■ WHAT THE EXERCISE ASKS ■
Please restate, word for word, the lines below that begin at the one with "pub enum ProblemKind" and end at the one with "route graph yet.". Leave out all other lines.

■ Stored items ■
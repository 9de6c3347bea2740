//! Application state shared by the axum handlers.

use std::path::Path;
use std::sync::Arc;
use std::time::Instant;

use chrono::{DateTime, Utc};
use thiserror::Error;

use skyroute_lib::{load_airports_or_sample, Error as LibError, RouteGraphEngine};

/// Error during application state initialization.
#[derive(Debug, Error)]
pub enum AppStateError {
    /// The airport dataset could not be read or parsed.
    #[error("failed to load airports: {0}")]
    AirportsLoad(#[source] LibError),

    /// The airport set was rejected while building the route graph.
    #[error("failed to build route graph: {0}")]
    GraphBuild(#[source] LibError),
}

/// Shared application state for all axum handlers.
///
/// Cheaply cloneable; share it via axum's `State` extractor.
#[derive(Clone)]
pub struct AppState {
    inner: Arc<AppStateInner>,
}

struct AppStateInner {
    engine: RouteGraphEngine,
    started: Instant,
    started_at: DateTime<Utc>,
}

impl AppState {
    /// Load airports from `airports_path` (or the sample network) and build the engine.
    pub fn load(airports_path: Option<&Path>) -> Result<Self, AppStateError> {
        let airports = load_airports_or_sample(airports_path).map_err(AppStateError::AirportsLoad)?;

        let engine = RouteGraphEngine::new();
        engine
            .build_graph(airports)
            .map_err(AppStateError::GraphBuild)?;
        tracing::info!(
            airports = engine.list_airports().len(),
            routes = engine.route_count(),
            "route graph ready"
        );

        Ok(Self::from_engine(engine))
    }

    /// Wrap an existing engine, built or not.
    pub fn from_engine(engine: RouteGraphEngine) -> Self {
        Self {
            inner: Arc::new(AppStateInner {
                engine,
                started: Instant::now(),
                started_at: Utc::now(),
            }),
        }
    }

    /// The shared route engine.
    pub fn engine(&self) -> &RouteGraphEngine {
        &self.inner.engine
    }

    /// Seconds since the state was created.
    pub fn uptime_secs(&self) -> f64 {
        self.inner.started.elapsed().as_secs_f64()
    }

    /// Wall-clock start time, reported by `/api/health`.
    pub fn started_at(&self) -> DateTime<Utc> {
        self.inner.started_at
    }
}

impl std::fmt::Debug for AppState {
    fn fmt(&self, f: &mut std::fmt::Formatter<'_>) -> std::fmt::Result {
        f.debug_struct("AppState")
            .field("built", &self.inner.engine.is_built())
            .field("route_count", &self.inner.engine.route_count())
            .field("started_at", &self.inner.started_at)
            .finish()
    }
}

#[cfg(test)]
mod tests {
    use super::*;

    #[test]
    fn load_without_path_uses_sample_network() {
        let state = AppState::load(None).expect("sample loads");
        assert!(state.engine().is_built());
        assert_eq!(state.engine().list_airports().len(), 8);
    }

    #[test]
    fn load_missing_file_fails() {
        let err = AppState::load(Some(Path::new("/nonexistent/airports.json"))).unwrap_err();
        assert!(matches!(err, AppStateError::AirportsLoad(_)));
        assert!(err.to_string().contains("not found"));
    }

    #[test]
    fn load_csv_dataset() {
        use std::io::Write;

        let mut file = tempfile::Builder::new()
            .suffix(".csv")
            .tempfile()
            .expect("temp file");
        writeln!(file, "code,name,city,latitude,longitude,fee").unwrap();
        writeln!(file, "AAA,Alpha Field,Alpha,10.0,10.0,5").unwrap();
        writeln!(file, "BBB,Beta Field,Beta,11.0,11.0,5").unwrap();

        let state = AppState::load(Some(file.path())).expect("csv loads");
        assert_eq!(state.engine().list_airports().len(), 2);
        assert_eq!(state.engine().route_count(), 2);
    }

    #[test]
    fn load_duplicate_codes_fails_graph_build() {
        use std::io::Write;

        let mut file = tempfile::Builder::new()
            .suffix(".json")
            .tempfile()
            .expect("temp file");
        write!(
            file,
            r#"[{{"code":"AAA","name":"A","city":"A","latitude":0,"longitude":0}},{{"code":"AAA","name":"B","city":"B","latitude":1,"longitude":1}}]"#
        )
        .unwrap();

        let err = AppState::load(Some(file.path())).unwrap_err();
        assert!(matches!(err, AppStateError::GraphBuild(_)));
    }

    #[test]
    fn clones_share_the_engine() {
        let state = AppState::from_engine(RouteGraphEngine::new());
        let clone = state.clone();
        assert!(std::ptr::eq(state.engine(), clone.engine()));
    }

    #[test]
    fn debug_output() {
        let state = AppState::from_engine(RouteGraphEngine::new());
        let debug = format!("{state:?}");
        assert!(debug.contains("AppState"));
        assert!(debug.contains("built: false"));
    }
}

==

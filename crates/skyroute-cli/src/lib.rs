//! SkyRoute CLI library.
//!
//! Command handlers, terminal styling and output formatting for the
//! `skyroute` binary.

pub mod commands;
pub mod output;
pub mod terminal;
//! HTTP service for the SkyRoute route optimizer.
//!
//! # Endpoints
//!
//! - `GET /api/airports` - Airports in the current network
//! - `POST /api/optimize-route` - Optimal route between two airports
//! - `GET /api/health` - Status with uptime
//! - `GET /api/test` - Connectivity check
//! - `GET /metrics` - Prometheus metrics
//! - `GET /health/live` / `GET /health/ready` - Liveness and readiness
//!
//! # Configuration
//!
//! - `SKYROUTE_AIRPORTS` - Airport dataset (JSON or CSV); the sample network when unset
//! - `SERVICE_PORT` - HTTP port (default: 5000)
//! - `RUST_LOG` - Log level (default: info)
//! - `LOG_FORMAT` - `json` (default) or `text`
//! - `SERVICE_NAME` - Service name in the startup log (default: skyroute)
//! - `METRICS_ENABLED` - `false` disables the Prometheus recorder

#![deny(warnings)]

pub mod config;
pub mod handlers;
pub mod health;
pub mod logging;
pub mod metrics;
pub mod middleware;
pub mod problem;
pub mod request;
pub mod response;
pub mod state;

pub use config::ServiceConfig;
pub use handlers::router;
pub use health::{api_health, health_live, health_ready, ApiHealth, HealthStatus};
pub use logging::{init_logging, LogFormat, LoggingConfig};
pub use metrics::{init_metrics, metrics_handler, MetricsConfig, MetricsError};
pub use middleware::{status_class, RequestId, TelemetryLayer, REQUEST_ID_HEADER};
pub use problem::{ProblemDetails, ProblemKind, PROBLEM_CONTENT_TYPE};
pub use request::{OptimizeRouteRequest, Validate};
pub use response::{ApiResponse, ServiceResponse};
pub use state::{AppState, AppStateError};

---

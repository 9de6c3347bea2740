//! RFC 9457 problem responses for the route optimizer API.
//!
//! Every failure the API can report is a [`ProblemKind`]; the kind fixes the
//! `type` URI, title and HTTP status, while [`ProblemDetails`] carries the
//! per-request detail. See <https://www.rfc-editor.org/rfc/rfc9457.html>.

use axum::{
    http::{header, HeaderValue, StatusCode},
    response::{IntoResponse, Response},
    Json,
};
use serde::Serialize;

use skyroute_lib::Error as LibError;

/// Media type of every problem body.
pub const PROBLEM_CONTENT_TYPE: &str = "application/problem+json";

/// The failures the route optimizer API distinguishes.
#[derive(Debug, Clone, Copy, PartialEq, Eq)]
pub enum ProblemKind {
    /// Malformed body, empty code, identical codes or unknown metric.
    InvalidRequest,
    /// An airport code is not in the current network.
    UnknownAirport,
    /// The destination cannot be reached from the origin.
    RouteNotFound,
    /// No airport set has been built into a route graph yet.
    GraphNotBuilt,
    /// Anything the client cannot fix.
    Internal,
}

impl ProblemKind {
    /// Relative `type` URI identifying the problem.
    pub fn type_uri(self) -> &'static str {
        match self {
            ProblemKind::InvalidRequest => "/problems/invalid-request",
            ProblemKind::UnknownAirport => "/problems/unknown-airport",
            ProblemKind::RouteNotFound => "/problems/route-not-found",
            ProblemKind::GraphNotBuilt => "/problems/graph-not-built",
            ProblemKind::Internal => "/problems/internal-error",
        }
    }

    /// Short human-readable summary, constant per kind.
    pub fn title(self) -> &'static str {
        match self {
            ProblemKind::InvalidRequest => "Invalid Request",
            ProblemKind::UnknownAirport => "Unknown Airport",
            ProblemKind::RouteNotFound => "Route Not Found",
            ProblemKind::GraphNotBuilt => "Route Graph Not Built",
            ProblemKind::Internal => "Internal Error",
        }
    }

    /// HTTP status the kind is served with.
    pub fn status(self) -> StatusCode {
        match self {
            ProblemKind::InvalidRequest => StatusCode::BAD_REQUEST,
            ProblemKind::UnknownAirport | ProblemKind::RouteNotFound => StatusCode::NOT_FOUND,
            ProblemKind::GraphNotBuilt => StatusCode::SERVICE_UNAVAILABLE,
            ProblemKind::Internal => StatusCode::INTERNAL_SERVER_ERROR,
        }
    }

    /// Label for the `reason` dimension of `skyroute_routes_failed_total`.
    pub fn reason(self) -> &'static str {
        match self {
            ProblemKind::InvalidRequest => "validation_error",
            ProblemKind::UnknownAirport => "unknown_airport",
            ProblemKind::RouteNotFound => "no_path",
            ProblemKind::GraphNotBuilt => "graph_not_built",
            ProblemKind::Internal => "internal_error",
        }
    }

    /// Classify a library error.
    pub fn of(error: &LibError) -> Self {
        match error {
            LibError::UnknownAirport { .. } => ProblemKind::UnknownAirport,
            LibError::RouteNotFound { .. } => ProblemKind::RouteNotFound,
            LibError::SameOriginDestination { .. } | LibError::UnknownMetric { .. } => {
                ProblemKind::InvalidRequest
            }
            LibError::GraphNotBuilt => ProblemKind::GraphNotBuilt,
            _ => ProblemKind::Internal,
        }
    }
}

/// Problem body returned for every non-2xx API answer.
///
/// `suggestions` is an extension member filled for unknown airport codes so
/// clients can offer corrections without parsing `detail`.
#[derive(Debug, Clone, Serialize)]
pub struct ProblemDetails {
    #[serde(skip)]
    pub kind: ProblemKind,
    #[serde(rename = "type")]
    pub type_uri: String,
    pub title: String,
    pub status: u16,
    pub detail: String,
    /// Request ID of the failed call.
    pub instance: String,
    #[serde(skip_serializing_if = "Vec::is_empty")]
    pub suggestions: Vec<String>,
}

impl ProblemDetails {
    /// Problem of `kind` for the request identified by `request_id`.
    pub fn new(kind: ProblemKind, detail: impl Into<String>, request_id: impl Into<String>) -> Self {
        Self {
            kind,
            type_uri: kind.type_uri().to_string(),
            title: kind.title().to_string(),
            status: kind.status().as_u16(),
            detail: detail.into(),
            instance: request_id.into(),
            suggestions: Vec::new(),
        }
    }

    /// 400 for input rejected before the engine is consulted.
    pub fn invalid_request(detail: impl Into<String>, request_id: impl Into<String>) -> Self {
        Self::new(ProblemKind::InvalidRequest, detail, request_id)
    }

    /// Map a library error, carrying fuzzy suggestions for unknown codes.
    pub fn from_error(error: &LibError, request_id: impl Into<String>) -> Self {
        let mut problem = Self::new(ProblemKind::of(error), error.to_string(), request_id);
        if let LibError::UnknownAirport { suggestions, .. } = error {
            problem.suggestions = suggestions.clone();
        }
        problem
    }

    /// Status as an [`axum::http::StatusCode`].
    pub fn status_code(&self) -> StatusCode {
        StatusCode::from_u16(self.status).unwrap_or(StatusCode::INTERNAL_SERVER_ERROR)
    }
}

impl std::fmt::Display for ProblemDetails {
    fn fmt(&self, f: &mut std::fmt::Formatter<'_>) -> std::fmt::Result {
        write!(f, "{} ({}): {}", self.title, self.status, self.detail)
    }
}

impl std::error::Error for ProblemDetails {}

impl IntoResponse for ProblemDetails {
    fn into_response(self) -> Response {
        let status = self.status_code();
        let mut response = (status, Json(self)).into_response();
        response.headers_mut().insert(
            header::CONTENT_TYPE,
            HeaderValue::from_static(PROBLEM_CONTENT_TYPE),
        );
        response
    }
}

■ EXPECTED ANSWER ■
pub enum ProblemKind {
    /// Malformed body, empty code, identical codes or unknown metric.
    InvalidRequest,
    /// An airport code is not in the current network.
    UnknownAirport,
    /// The destination cannot be reached from the origin.
    RouteNotFound,
    /// No airport set has been built into a route graph yet.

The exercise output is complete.